------ Provided information
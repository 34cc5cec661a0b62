#[macro_use]
mod macros;
mod arithmetic_and_logic;
mod program_flow;
mod system;

use core::convert::TryFrom;
use std::marker::PhantomData;

use log::trace;

use crate::chip::{
    chip8::{
        opcodes::{
            arithmetic_and_logic::{
                AddInstruction, DrwInstruction, LdInstruction, LdrInstruction, LduInstruction,
                RegInstruction, RndInstruction,
            },
            program_flow::{
                CallInstruction, JmpInstruction, JmprInstruction, SeInstruction, SkInstruction,
                SneInstruction, SreInstruction, SrneInstruction,
            },
            system::SysInstruction,
        },
        Chip8,
    },
    MachineError,
};

/// Represents a Chip 8 opcode. A Chip 8 opcode is two bytes long.  
#[derive(Debug)]
pub(super) struct Opcode {
    /// The instruction class is the most significant nibble of the opcode.
    /// Note that we use a u8 to represent the instruction class here for
    /// convenience, but ensure that a valid opcode can only be constructed
    /// if the four most significant bits of the u8 are 0.
    instruction_class: u8,
    /// The payload constitutes the remaining nibbles of the opcode.
    payload: OpcodePayload,
}

/// Represents the payload of a Chip 8 opcode. That is the opcode without
/// the most significant nibble.
#[derive(Debug)]
pub(super) struct OpcodePayload {
    /// The nibbles representing the payload. Note that we use the u8 type
    /// here for convenience, but ensure that valid payloads can only be
    /// constructed if the four most significant bits of the u8 are 0.
    bytes: [u8; 3],
}

impl OpcodePayload {
    /// Interprets the opcode payload as an address in the range 0x000 to
    /// 0xFFF (inclusive) and returns an u16 containing this address.
    fn address(&self) -> u16 {
        (self.bytes[0] as u16) << 8 | (self.bytes[1] as u16) << 4 | self.bytes[2] as u16
    }

    /// Interprets the most significant nibble of the opcode as a register
    /// address in range 0x0 - 0xF (inclusive) and the remaining nibbles
    /// as a value in range 0x00 - 0xFF (inclusive) and returns a tuple
    /// representing these values.
    fn reg_and_value(&self) -> (u8, u8) {
        (self.bytes[0], (self.bytes[1] << 4) | self.bytes[2])
    }

    /// Interprets the opcode payload as three operands, each of size
    /// one nibble, i.e., in range 0x0 - 0xF (inclusive) and returns
    /// a triple representing these values.
    fn operands(&self) -> (u8, u8, u8) {
        (self.bytes[0], self.bytes[1], self.bytes[2])
    }
}

impl Opcode {
    /// Constructs a new `Opcode` given its big-endian byte representation.
    pub(super) fn new(opcode: &[u8; 2]) -> Opcode {
        Opcode {
            instruction_class: opcode[0] >> 4,
            payload: OpcodePayload {
                bytes: [opcode[0] & 0xF, opcode[1] >> 4, opcode[1] & 0xF],
            },
        }
    }

    /// Reassembles the 16 bit instruction word.
    pub(super) fn raw(&self) -> u16 {
        (self.instruction_class as u16) << 12 | self.payload.address()
    }

    /// Decodes and executes `self` on `chip`. Decoding fails with
    /// `MachineError::UnknownOpcode` before anything is executed.
    pub(super) fn execute(self, chip: &mut Chip8) -> Result<(), MachineError> {
        let executable_opcode = self.decode()?;
        trace!("Executing {} at {:#06X}", self, chip.state.program_counter);
        executable_opcode.execute(chip)
    }

    fn decode(&self) -> Result<Box<dyn ExecutableOpcode>, MachineError> {
        fn into_helper<'a, T>(opcode: &'a Opcode) -> Result<Box<dyn ExecutableOpcode>, MachineError>
        where
            T: ExecutableOpcode + TryFrom<&'a Opcode, Error = InstructionParsingError> + 'static,
        {
            T::try_from(opcode)
                .map(|instruction| Box::new(instruction) as Box<dyn ExecutableOpcode>)
                .map_err(MachineError::from)
        }

        match self.instruction_class {
            0x0 => into_helper::<SysInstruction>(self),
            0x1 => into_helper::<JmpInstruction>(self),
            0x2 => into_helper::<CallInstruction>(self),
            0x3 => into_helper::<SeInstruction>(self),
            0x4 => into_helper::<SneInstruction>(self),
            0x5 => into_helper::<SreInstruction>(self),
            0x6 => into_helper::<LdrInstruction>(self),
            0x7 => into_helper::<AddInstruction>(self),
            0x8 => into_helper::<RegInstruction>(self),
            0x9 => into_helper::<SrneInstruction>(self),
            0xA => into_helper::<LdInstruction>(self),
            0xB => into_helper::<JmprInstruction>(self),
            0xC => into_helper::<RndInstruction>(self),
            0xD => into_helper::<DrwInstruction>(self),
            0xE => into_helper::<SkInstruction>(self),
            0xF => into_helper::<LduInstruction>(self),
            _ => Err(MachineError::UnknownOpcode(self.raw())),
        }
    }
}

/// Captures errors when converting opcodes to their respective instruction object.
#[derive(Debug)]
enum InstructionParsingError {
    /// The instruction class of the opcode (first) does not match the class
    /// of the target instruction (second).
    InvalidInstructionClass(u8, u8),

    /// The instruction class matched, but the payload selects no operation
    /// of that class.
    UnsupportedPayload(u16),
}

impl From<InstructionParsingError> for MachineError {
    fn from(error: InstructionParsingError) -> Self {
        match error {
            InstructionParsingError::InvalidInstructionClass(got, _) => {
                MachineError::UnknownOpcode((got as u16) << 12)
            }
            InstructionParsingError::UnsupportedPayload(opcode) => {
                MachineError::UnknownOpcode(opcode)
            }
        }
    }
}

/// Represents an opcode that can be executed.
trait ExecutableOpcode {
    /// Executes `self` relative to the given chip. Note that this
    /// method will in-place modify the chip's state. On error the state
    /// is left exactly as it was.
    fn execute(&self, chip: &mut Chip8) -> Result<(), MachineError>;
}

/// Represents an opcode that expects the payload to be an address.
struct InstructionWithAddress<T> {
    instruction: PhantomData<T>,
    address: u16,
}

/// Represents an opcode that expects the payload to be three operands.
struct InstructionWithOperands<T> {
    instruction: PhantomData<T>,
    op1: u8,
    op2: u8,
    op3: u8,
}

/// Represents an opcode that expects the payload to be a register pointer and a value.
struct InstructionWithRegAndValue<T> {
    instruction: PhantomData<T>,
    reg: u8,
    value: u8,
}

impl std::fmt::Display for InstructionParsingError {
    fn fmt(&self, f: &mut std::fmt::Formatter) -> std::fmt::Result {
        match self {
            InstructionParsingError::InvalidInstructionClass(got, expected) => write!(
                f,
                "Error while parsing opcode. Instruction class does not comply with target \
                 objects instruction class. Got {}, expected {}.",
                got, expected
            ),
            InstructionParsingError::UnsupportedPayload(opcode) => {
                write!(f, "Error while parsing opcode {:#06X}. Unsupported payload.", opcode)
            }
        }
    }
}

impl std::fmt::Display for Opcode {
    fn fmt(&self, f: &mut std::fmt::Formatter) -> std::fmt::Result {
        write!(f, "{:#06X}", self.raw())
    }
}
#[test]
fn test_stack_overflow_halts() {
    // a subroutine calling itself
    let mut chip = prepare_state_with_single_instruction(0x2200);
    run(&mut chip, 16);
    assert_eq!(chip.state().stack_pointer(), 16);
    assert_eq!(chip.step(), Err(MachineError::StackOverflow(0x200)));
    assert_eq!(chip.state().stack_pointer(), 16);
    assert!(chip.is_halted());
}

#[test]
fn test_stack_underflow_halts() {
    let mut chip = prepare_state_with_single_instruction(0x00EE);
    assert_eq!(chip.step(), Err(MachineError::StackUnderflow(0x200)));
    assert_eq!(chip.state().program_counter(), 0x200);
    assert!(chip.is_halted());
}

#[test]
fn test_reset_after_halt() {
    let mut chip = prepare_state_with_single_instruction(0x00EE);
    assert!(chip.step().is_err());
    chip.reset();
    assert!(!chip.is_halted());
    assert_eq!(chip.state().program_counter(), 0x200);
    assert_eq!(chip.state().memory()[0x200], 0);
}

#[test]
fn test_invalid_input_pin() {
    let mut chip = Chip8::new();
    assert_eq!(
        chip.set_input_pin(0x10, true),
        Err(MachineError::InvalidKeyIndex(0x10))
    );
    chip.set_input_pin(0x1, true).unwrap();
    chip.reset_input_pins();
    assert_eq!(chip.state().highest_pressed_key(), None);
}

#[test]
fn test_load_program_from_file() {
    let path = std::env::temp_dir().join(format!("chip-8-vm-test-{}.ch8", std::process::id()));
    std::fs::write(&path, [0x12u8, 0x00]).unwrap();

    let mut chip = Chip8::new();
    let loaded = chip.load_program(path.to_str().unwrap());
    std::fs::remove_file(&path).unwrap();

    assert_eq!(loaded.unwrap(), 2);
    assert_eq!(chip.fetch_opcode(), Ok(0x1200));
}

#[test]
fn test_load_program_missing_file() {
    let mut chip = Chip8::new();
    match chip.load_program("/nonexistent/chip-8-vm/program.ch8") {
        Err(LoadProgramError::CouldNotReadFile { path, .. }) => {
            assert_eq!(path, "/nonexistent/chip-8-vm/program.ch8")
        }
        other => panic!("unexpected result {:?}", other),
    }
}
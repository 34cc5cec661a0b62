use crate::chip::chip8::{constants::CHIP8_FLAG_REGISTER, state::MachineState};

pub fn conditional_skip<T>(opcode: &T, state: &mut MachineState, f: fn(&T, &MachineState) -> bool) {
    if f(opcode, state) {
        increment_program_counter(state);
    }
}

pub fn increment_program_counter(state: &mut MachineState) {
    state.program_counter = state.program_counter.wrapping_add(2);
}

/// Writes 1 or 0 into the flag register.
pub fn set_flag(state: &mut MachineState, flag: bool) {
    state.registers[CHIP8_FLAG_REGISTER] = flag as u8;
}
//! A virtual machine for the CHIP-8 instruction set. The implementation follows the
//! instruction set described [here](https://en.wikipedia.org/wiki/CHIP-8#Opcode_table).
//! The core (machine state, fetch/decode/execute and wall-clock pacing) lives in
//! [`chip::chip8`]; a cursive text user interface is provided as the
//! `emulator_text_ui` binary.
pub mod chip;
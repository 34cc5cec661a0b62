/// Defines a struct `$instruction` and a type alias `$name` for
/// `InstructionWithAddress<$name>`. Implements `TryFrom<&Opcode>` for
/// `InstructionWithAddress<$name>`. The implementation of `try_from`
/// will return an error if the instruction class of the given opcode
/// does not match the instruction class given in $instruction_class, or
/// if the optional `$accepts` predicate rejects the decoded payload.
macro_rules! define_instruction_with_address {
    ($instruction:ident, $name:ident, $instruction_class:expr) => {
        define_instruction_with_address!($instruction, $name, $instruction_class, |_: &$name| true);
    };
    ($instruction:ident, $name:ident, $instruction_class:expr, $accepts:expr) => {
        pub(super) struct $instruction;
        pub(super) type $name = InstructionWithAddress<$instruction>;
        impl TryFrom<&Opcode> for $name {
            type Error = InstructionParsingError;

            fn try_from(opcode: &Opcode) -> Result<Self, Self::Error> {
                if opcode.instruction_class != $instruction_class {
                    return Err(InstructionParsingError::InvalidInstructionClass(
                        opcode.instruction_class,
                        $instruction_class,
                    ));
                }
                let instruction = Self {
                    instruction: PhantomData,
                    address: opcode.payload.address(),
                };
                let accepts: fn(&$name) -> bool = $accepts;
                if !accepts(&instruction) {
                    return Err(InstructionParsingError::UnsupportedPayload(opcode.raw()));
                }
                Ok(instruction)
            }
        }
    };
}

/// Defines a struct `$instruction` and a type alias `$name` for
/// `InstructionWithRegAndValue<$name>`. Implements `TryFrom<&Opcode>` for
/// `InstructionWithRegAndValue<$name>`. The implementation of `try_from`
/// will return an error if the instruction class of the given opcode
/// does not match the instruction class given in $instruction_class, or
/// if the optional `$accepts` predicate rejects the decoded payload.
macro_rules! define_instruction_with_reg_and_value {
    ($instruction:ident, $name:ident, $instruction_class:expr) => {
        define_instruction_with_reg_and_value!($instruction, $name, $instruction_class, |_: &$name| true);
    };
    ($instruction:ident, $name:ident, $instruction_class:expr, $accepts:expr) => {
        pub(super) struct $instruction;
        pub(super) type $name = InstructionWithRegAndValue<$instruction>;
        impl TryFrom<&Opcode> for $name {
            type Error = InstructionParsingError;

            fn try_from(opcode: &Opcode) -> Result<Self, Self::Error> {
                if opcode.instruction_class != $instruction_class {
                    return Err(InstructionParsingError::InvalidInstructionClass(
                        opcode.instruction_class,
                        $instruction_class,
                    ));
                }
                let (reg, value) = opcode.payload.reg_and_value();
                let instruction = Self {
                    instruction: PhantomData,
                    reg,
                    value,
                };
                let accepts: fn(&$name) -> bool = $accepts;
                if !accepts(&instruction) {
                    return Err(InstructionParsingError::UnsupportedPayload(opcode.raw()));
                }
                Ok(instruction)
            }
        }
    };
}

/// Defines a struct `$instruction` and a type alias `$name` for
/// `InstructionWithOperands<$name>`. Implements `TryFrom<&Opcode>` for
/// `InstructionWithOperands<$name>`. The implementation of `try_from`
/// will return an error if the instruction class of the given opcode
/// does not match the instruction class given in $instruction_class, or
/// if the optional `$accepts` predicate rejects the decoded payload.
macro_rules! define_instruction_with_operands {
    ($instruction:ident, $name:ident, $instruction_class:expr) => {
        define_instruction_with_operands!($instruction, $name, $instruction_class, |_: &$name| true);
    };
    ($instruction:ident, $name:ident, $instruction_class:expr, $accepts:expr) => {
        pub(super) struct $instruction;
        pub(super) type $name = InstructionWithOperands<$instruction>;
        impl TryFrom<&Opcode> for $name {
            type Error = InstructionParsingError;

            fn try_from(opcode: &Opcode) -> Result<Self, Self::Error> {
                if opcode.instruction_class != $instruction_class {
                    return Err(InstructionParsingError::InvalidInstructionClass(
                        opcode.instruction_class,
                        $instruction_class,
                    ));
                }
                let (op1, op2, op3) = opcode.payload.operands();
                let instruction = Self {
                    instruction: PhantomData,
                    op1,
                    op2,
                    op3,
                };
                let accepts: fn(&$name) -> bool = $accepts;
                if !accepts(&instruction) {
                    return Err(InstructionParsingError::UnsupportedPayload(opcode.raw()));
                }
                Ok(instruction)
            }
        }
    };
}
------------
_Activity_
From the entries above, extract every line where the word "most" appears.

_Response_
    /// The instruction class is the most significant nibble of the opcode.
    /// if the four most significant bits of the u8 are 0.
/// the most significant nibble.
    /// constructed if the four most significant bits of the u8 are 0.
    /// Interprets the most significant nibble of the opcode as a register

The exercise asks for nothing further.